**TASK TO COMPLETE:**
Write out, word for word, only the data from its first line to the line containing "#[derive(Debug, thiserror::Error)]".

--- MATERIAL TO PROCESS ---

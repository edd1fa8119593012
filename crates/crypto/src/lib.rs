//! # nftgate 暗号処理
//!
//! EVMチェーン上の所有権アテステーションに必要な暗号処理を `ethers` の上に提供する。
//!
//! ## 暗号アルゴリズム
//! | 用途 | アルゴリズム |
//! |------|------------|
//! | ハッシュ | Keccak-256 |
//! | アドレス表記 | EIP-55 チェックサム |
//! | 署名 | secp256k1 ECDSA（RFC 6979、リカバリ可能） |
//! | 署名メッセージ | EIP-191 personal_sign |

pub mod address;
pub mod attestation;

pub use address::{checksum, parse_address};
pub use attestation::{recover_attestation_signer, AttestationKey};
pub use ethers::types::{Address, U256};

/// 暗号処理のエラー型
#[derive(Debug, thiserror::Error)]
pub enum CryptoError {
    /// アドレス文字列の形式が不正
    #[error("アドレスの形式が不正です: {0}")]
    InvalidAddress(String),
    /// EIP-55チェックサム不一致
    #[error("アドレスのチェックサムが一致しません: {0}")]
    ChecksumMismatch(String),
    /// `abi.encodePacked` の失敗
    #[error("署名メッセージのエンコードに失敗しました: {0}")]
    Encode(#[from] ethers::abi::EncodePackedError),
    /// 秘密鍵の読み込み・署名の失敗
    #[error("署名鍵の処理に失敗しました: {0}")]
    Wallet(#[from] ethers::signers::WalletError),
    /// 署名の形式不正・公開鍵の復元失敗
    #[error("署名を検証できません: {0}")]
    Signature(#[from] ethers::types::SignatureError),
}
//! # nftgate Gateway
//!
//! 指定アドレスが特定のNFTを所有しているかをブロックチェーンから確認し、
//! 結果に署名したアテステーションを返すHTTPサーバー。
//!
//! ## 役割
//! - addressパラメータの検証
//! - 所有権オラクル経由のコントラクト読み取り（`ownerOf`）
//! - `(address, isOwner)` へのsecp256k1署名
//!
//! ## API エンドポイント
//! - `ANY /verify-ownership?address=0x...` — 所有権確認 + 署名
//! - `GET /.well-known/nftgate-info` — 署名者・対象トークン情報の公開

mod config;
mod endpoints;
mod error;
mod oracle;
mod signer;

use std::sync::Arc;

use nftgate_crypto::{checksum, AttestationKey};
use tower_http::catch_panic::CatchPanicLayer;
use tower_http::trace::TraceLayer;
use tracing_subscriber::EnvFilter;

use crate::config::{GatewayConfig, GatewayState};
use crate::oracle::RpcOwnershipOracle;
use crate::signer::{AttestationSigner, LocalKeySigner};

/// axumルーターを構築する。
pub(crate) fn build_router(state: Arc<GatewayState>) -> axum::Router {
    axum::Router::new()
        .route(
            "/verify-ownership",
            axum::routing::any(endpoints::handle_verify_ownership),
        )
        .route(
            "/.well-known/nftgate-info",
            axum::routing::get(endpoints::handle_gateway_info),
        )
        .layer(CatchPanicLayer::custom(error::panic_response))
        .layer(TraceLayer::new_for_http())
        .with_state(state)
}

#[tokio::main]
async fn main() -> anyhow::Result<()> {
    tracing_subscriber::fmt()
        .with_env_filter(
            EnvFilter::try_from_default_env().unwrap_or_else(|_| EnvFilter::new("info")),
        )
        .init();

    let config = GatewayConfig::from_env()?;

    // アテステーション署名鍵
    let key = match config.signer_private_key.as_deref() {
        Some(key_hex) => AttestationKey::from_hex(key_hex)
            .map_err(|e| anyhow::anyhow!("SIGNER_PRIVATE_KEYが不正です: {e}"))?,
        None => {
            // 開発環境用: ランダムキーを生成
            tracing::warn!("SIGNER_PRIVATE_KEYが未設定です。ランダムキーを生成します（開発環境用）");
            AttestationKey::generate()
        }
    };
    let signer = LocalKeySigner::new(key);
    tracing::info!(signer_address = %checksum(&signer.address()), "アテステーション署名者アドレス");

    // RPC呼び出し用HTTPクライアント（タイムアウト付き）
    let http_client = reqwest::Client::builder()
        .timeout(config.rpc_timeout)
        .build()?;
    let oracle = RpcOwnershipOracle::new(
        http_client,
        &config.rpc_url,
        config.contract_address,
        config.token_id,
    )?;
    tracing::info!(
        rpc_url = %config.rpc_url,
        chain_id = config.chain_id,
        contract = %checksum(&config.contract_address),
        token_id = %config.token_id,
        "所有権オラクルを設定"
    );

    let state = Arc::new(GatewayState {
        oracle: Box::new(oracle),
        signer: Box::new(signer),
        contract_address: config.contract_address,
        token_id: config.token_id,
        chain_id: config.chain_id,
    });

    let app = build_router(state);

    tracing::info!("Gatewayを {} で起動します", config.bind_addr);

    let listener = tokio::net::TcpListener::bind(&config.bind_addr).await?;
    axum::serve(listener, app).await?;

    Ok(())
}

---

**FINISHED EXERCISE:**
repository edd1fa8119593012
filename crates/crypto/src/lib.rs
//! # nftgate 暗号処理
//!
//! EVMチェーン上の所有権アテステーションに必要な暗号処理を `ethers` の上に提供する。
//!
//! ## 暗号アルゴリズム
//! | 用途 | アルゴリズム |
//! |------|------------|
//! | ハッシュ | Keccak-256 |
//! | アドレス表記 | EIP-55 チェックサム |
//! | 署名 | secp256k1 ECDSA（RFC 6979、リカバリ可能） |
//! | 署名メッセージ | EIP-191 personal_sign |

pub mod address;
pub mod attestation;

pub use address::{checksum, parse_address};
pub use attestation::{recover_attestation_signer, AttestationKey};
pub use ethers::types::{Address, U256};

/// 暗号処理のエラー型
#[derive(Debug, thiserror::Error)]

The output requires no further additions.